TASK PROMPT:
Check every line below for the word "configured" and copy the ones that have it.

Stored data:
^^^^^^^^
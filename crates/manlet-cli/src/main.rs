use std::io::IsTerminal;
use std::path::{Path, PathBuf};
use std::sync::Arc;
use std::time::Duration;

use anyhow::{Context, Result};
use clap::{Parser, Subcommand};
use manlet_config::{find_config_path, load_config, resolve_path, save_config, BridgeConfig, Config};
use manlet_core::art::OpenAiImageGenerator;
use manlet_core::tools::action_catalog;
use manlet_core::{
    ActionBridge, ActionFacade, ActionOutcome, AutonomousLoop, DirectiveSource, LoopSettings,
    NodeRuntime, RigReasoningEngine,
};
#[allow(deprecated)]
use rig::client::completion::CompletionModelHandle;
use rig::client::{CompletionClient, Nothing};
use rig::providers::{anthropic, ollama, openai, openrouter};
use serde_json::{Map, Value};

#[derive(Parser)]
#[command(name = "manlet", about = "Autonomous on-chain agent", version)]
struct Cli {
    /// Path to config file
    #[arg(short, long)]
    config: Option<PathBuf>,

    #[command(subcommand)]
    command: Commands,
}

#[derive(Subcommand)]
enum Commands {
    /// Run the autonomous loop
    Run {
        /// Stop after this many cycles (runs forever if omitted)
        #[arg(long)]
        cycles: Option<u64>,

        /// Seconds to sleep between cycles
        #[arg(long)]
        interval: Option<u64>,
    },
    /// Run a single action through the bridge and print its result
    Invoke {
        /// Exported action name, e.g. getBalance
        action: String,

        /// Action parameters as a JSON object
        #[arg(short, long, default_value = "{}")]
        params: String,
    },
    /// Write a default config file
    Init,
    /// Show configuration status
    Status,
}

#[tokio::main]
async fn main() -> Result<()> {
    let filter = std::env::var("RUST_LOG").unwrap_or_else(|_| "info".to_string());
    tracing_subscriber::fmt()
        .with_env_filter(tracing_subscriber::EnvFilter::new(filter))
        .with_writer(std::io::stderr)
        .init();

    let cli = Cli::parse();

    match cli.command {
        Commands::Init => {
            let path = cli.config.unwrap_or_else(default_config_path);
            run_init(&path)
        }
        Commands::Status => {
            let path = cli.config.unwrap_or_else(find_config_path);
            run_status(&path)
        }
        Commands::Invoke { action, params } => {
            let config = load_config(&cli.config.unwrap_or_else(find_config_path))?;
            run_invoke(&config, &action, &params).await
        }
        Commands::Run { cycles, interval } => {
            let mut config = load_config(&cli.config.unwrap_or_else(find_config_path))?;
            if let Some(secs) = interval {
                config.autonomy.interval_secs = secs;
            }
            run_autonomous(&config, cycles).await
        }
    }
}

fn default_config_path() -> PathBuf {
    dirs::home_dir()
        .unwrap_or_else(|| PathBuf::from("."))
        .join(".manlet")
        .join("config.json")
}

/// Prefer a configured value, falling back to an environment variable.
fn or_env(value: Option<String>, env_var: &str) -> Option<String> {
    value
        .filter(|v| !v.trim().is_empty())
        .or_else(|| std::env::var(env_var).ok().filter(|v| !v.trim().is_empty()))
}

/// Resolve an API key from config, falling back to an environment variable.
fn resolve_api_key(
    provider_cfg: &Option<manlet_config::ProviderConfig>,
    env_var: &str,
) -> Option<String> {
    or_env(provider_cfg.as_ref().and_then(|c| c.api_key.clone()), env_var)
}

fn api_base(provider_cfg: &Option<manlet_config::ProviderConfig>) -> Option<String> {
    provider_cfg
        .as_ref()
        .and_then(|c| c.api_base.clone())
        .filter(|b| !b.is_empty())
}

fn wallet_address(config: &Config) -> Option<String> {
    or_env(Some(config.wallet.address.clone()), "WALLET_ADDRESS")
}

fn art_api_key(config: &Config) -> Option<String> {
    or_env(config.art.api_key.clone(), "OPENAI_API_KEY")
}

/// Provider key from config or `env_var`; every provider but ollama needs one.
fn require_key(
    provider_cfg: &Option<manlet_config::ProviderConfig>,
    provider: &str,
    env_var: &str,
) -> Result<String> {
    resolve_api_key(provider_cfg, env_var).ok_or_else(|| {
        anyhow::anyhow!("no API key for '{provider}': set providers.{provider}.apiKey or {env_var}")
    })
}

#[allow(deprecated)]
fn create_model_for(
    provider: &str,
    model_name: &str,
    config: &Config,
) -> Result<CompletionModelHandle<'static>> {
    if model_name.is_empty() {
        anyhow::bail!("no model configured for provider '{provider}'");
    }
    let providers = &config.providers;
    let client_err = |e: rig::http_client::Error| anyhow::anyhow!("failed to create {provider} client: {e}");

    let handle = match provider {
        "openai" => {
            let key = require_key(&providers.openai, provider, "OPENAI_API_KEY")?;
            let mut builder = openai::CompletionsClient::builder().api_key(&key);
            if let Some(ref base) = api_base(&providers.openai) {
                builder = builder.base_url(base);
            }
            let client: openai::CompletionsClient = builder.build().map_err(client_err)?;
            CompletionModelHandle::new(Arc::new(client.completion_model(model_name)))
        }
        "anthropic" => {
            let key = require_key(&providers.anthropic, provider, "ANTHROPIC_API_KEY")?;
            let client: anthropic::Client = anthropic::Client::builder()
                .api_key(&key)
                .build()
                .map_err(client_err)?;
            CompletionModelHandle::new(Arc::new(client.completion_model(model_name)))
        }
        "ollama" => {
            let mut builder = ollama::Client::builder().api_key(Nothing);
            if let Some(ref base) = api_base(&providers.ollama) {
                builder = builder.base_url(base);
            }
            let client: ollama::Client = builder.build().map_err(client_err)?;
            CompletionModelHandle::new(Arc::new(client.completion_model(model_name)))
        }
        "openrouter" => {
            let key = require_key(&providers.openrouter, provider, "OPENROUTER_API_KEY")?;
            let client: openrouter::Client = openrouter::Client::new(&key).map_err(client_err)?;
            CompletionModelHandle::new(Arc::new(client.completion_model(model_name)))
        }
        other => anyhow::bail!(
            "unknown provider '{other}' (expected openai, anthropic, ollama or openrouter)"
        ),
    };
    tracing::info!("Using {provider} provider with model '{model_name}'");
    Ok(handle)
}

fn scratch_dir(bridge: &BridgeConfig) -> PathBuf {
    bridge
        .scratch_dir
        .as_deref()
        .filter(|d| !d.trim().is_empty())
        .map(resolve_path)
        .unwrap_or_else(|| std::env::temp_dir().join("manlet"))
}

fn build_bridge(bridge: &BridgeConfig) -> Result<ActionBridge> {
    let module = resolve_path(&bridge.actions_module);
    let runtime = NodeRuntime::new(bridge.program.clone(), bridge.program_args.clone(), &module)
        .with_context(|| format!("invalid actions module '{}'", module.display()))?;
    let timeout = (bridge.timeout_secs > 0).then(|| Duration::from_secs(bridge.timeout_secs));
    let bridge = ActionBridge::new(Arc::new(runtime), scratch_dir(bridge))
        .context("cannot start the action bridge")?
        .with_timeout(timeout);
    tracing::info!(
        "Action bridge ready (module: {}, scratch: {})",
        module.display(),
        bridge.scratch_dir().display()
    );
    Ok(bridge)
}

fn parse_params(raw: &str) -> Result<Map<String, Value>> {
    match serde_json::from_str::<Value>(raw).context("--params is not valid JSON")? {
        Value::Object(map) => Ok(map),
        other => anyhow::bail!("--params must be a JSON object, got {other}"),
    }
}

async fn run_autonomous(config: &Config, cycles: Option<u64>) -> Result<()> {
    let bridge = Arc::new(build_bridge(&config.bridge)?);
    let artist = Arc::new(OpenAiImageGenerator::new(
        art_api_key(config).unwrap_or_default(),
        &config.art,
    )?);
    let facade = Arc::new(ActionFacade::new(bridge, artist));
    let catalog = Arc::new(action_catalog(facade));

    let wallet = wallet_address(config).unwrap_or_else(|| {
        tracing::warn!("No wallet address configured; the agent will not know its own address");
        String::new()
    });
    let source = DirectiveSource::new(
        &config.agent.name,
        &wallet,
        config.autonomy.directive.clone(),
        catalog,
    );

    let model = create_model_for(&config.agent.provider, &config.agent.model, config)?;
    let engine = RigReasoningEngine::new(
        model,
        &config.agent.model,
        &config.agent.name,
        source.instructions(),
    )
    .with_sampling(config.agent.temperature, config.agent.max_tokens)
    .with_max_tool_iterations(config.agent.max_tool_iterations);

    let stdout = std::io::stdout();
    let styled = stdout.is_terminal();
    let mut autonomous = AutonomousLoop::with_output(
        engine,
        source,
        LoopSettings::from_config(&config.autonomy),
        Box::new(stdout),
        styled,
    );
    autonomous.run_for(cycles).await
}

async fn run_invoke(config: &Config, action: &str, raw_params: &str) -> Result<()> {
    let params = parse_params(raw_params)?;
    let bridge = build_bridge(&config.bridge)?;
    match bridge.execute(action, params).await {
        ActionOutcome::Success(payload) => {
            println!("{}", serde_json::to_string_pretty(&payload)?);
            Ok(())
        }
        ActionOutcome::Failure(message) => anyhow::bail!("{action} failed: {message}"),
    }
}

fn run_init(config_path: &Path) -> Result<()> {
    if config_path.exists() {
        println!("Config already exists: {}", config_path.display());
        println!("To reset, delete it and run `manlet init` again.");
        return Ok(());
    }
    save_config(config_path, &Config::default())?;
    println!("Wrote default config to {}", config_path.display());
    println!("Set wallet.address and an OpenAI key (art.apiKey or OPENAI_API_KEY) before `manlet run`.");
    Ok(())
}

fn run_status(config_path: &Path) -> Result<()> {
    println!("manlet status");
    println!();

    if config_path.exists() {
        println!("  Config:    {} (found)", config_path.display());
    } else {
        println!(
            "  Config:    {} (not found, using defaults; run `manlet init`)",
            config_path.display()
        );
    }
    let config = load_config(config_path)?;

    println!("  Agent:     {}", config.agent.name);
    println!("  Provider:  {}", config.agent.provider);
    println!("  Model:     {}", config.agent.model);
    println!(
        "  Wallet:    {}",
        wallet_address(&config).unwrap_or_else(|| "(not set)".into())
    );
    println!();

    let bridge = &config.bridge;
    let module = resolve_path(&bridge.actions_module);
    println!("  Bridge:");
    println!(
        "    Interpreter: {} ({})",
        bridge.program,
        match which::which(&bridge.program) {
            Ok(path) => path.display().to_string(),
            Err(_) => "not found".into(),
        }
    );
    println!(
        "    Actions:     {} ({})",
        module.display(),
        if module.exists() { "found" } else { "not found" }
    );
    println!("    Scratch:     {}", scratch_dir(bridge).display());
    println!(
        "    Timeout:     {}",
        if bridge.timeout_secs > 0 {
            format!("{}s", bridge.timeout_secs)
        } else {
            "none".into()
        }
    );
    println!();

    let configured = |key: Option<String>| if key.is_some() { "configured" } else { "not configured" };
    println!("  Keys:");
    println!("    Art (OpenAI): {}", configured(art_api_key(&config)));
    println!(
        "    OpenAI:       {}",
        configured(resolve_api_key(&config.providers.openai, "OPENAI_API_KEY"))
    );
    println!(
        "    Anthropic:    {}",
        configured(resolve_api_key(&config.providers.anthropic, "ANTHROPIC_API_KEY"))
    );
    println!(
        "    OpenRouter:   {}",
        configured(resolve_api_key(&config.providers.openrouter, "OPENROUTER_API_KEY"))
    );
    println!();

    let autonomy = &config.autonomy;
    println!(
        "  Loop:      every {}s, backoff {}s, gives up after {} failures, history window {}",
        autonomy.interval_secs,
        autonomy.backoff_secs,
        autonomy.max_consecutive_failures,
        if autonomy.history_window == 0 {
            "unbounded".to_string()
        } else {
            autonomy.history_window.to_string()
        }
    );
    Ok(())
}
^^^^^^^^
RESPONSE FOR THIS EXERCISE:
/// Prefer a configured value, falling back to an environment variable.
        anyhow::bail!("no model configured for provider '{provider}'");
        tracing::warn!("No wallet address configured; the agent will not know its own address");
    let configured = |key: Option<String>| if key.is_some() { "configured" } else { "not configured" };
    println!("    Art (OpenAI): {}", configured(art_api_key(&config)));
        configured(resolve_api_key(&config.providers.openai, "OPENAI_API_KEY"))
        configured(resolve_api_key(&config.providers.anthropic, "ANTHROPIC_API_KEY"))
        configured(resolve_api_key(&config.providers.openrouter, "OPENROUTER_API_KEY"))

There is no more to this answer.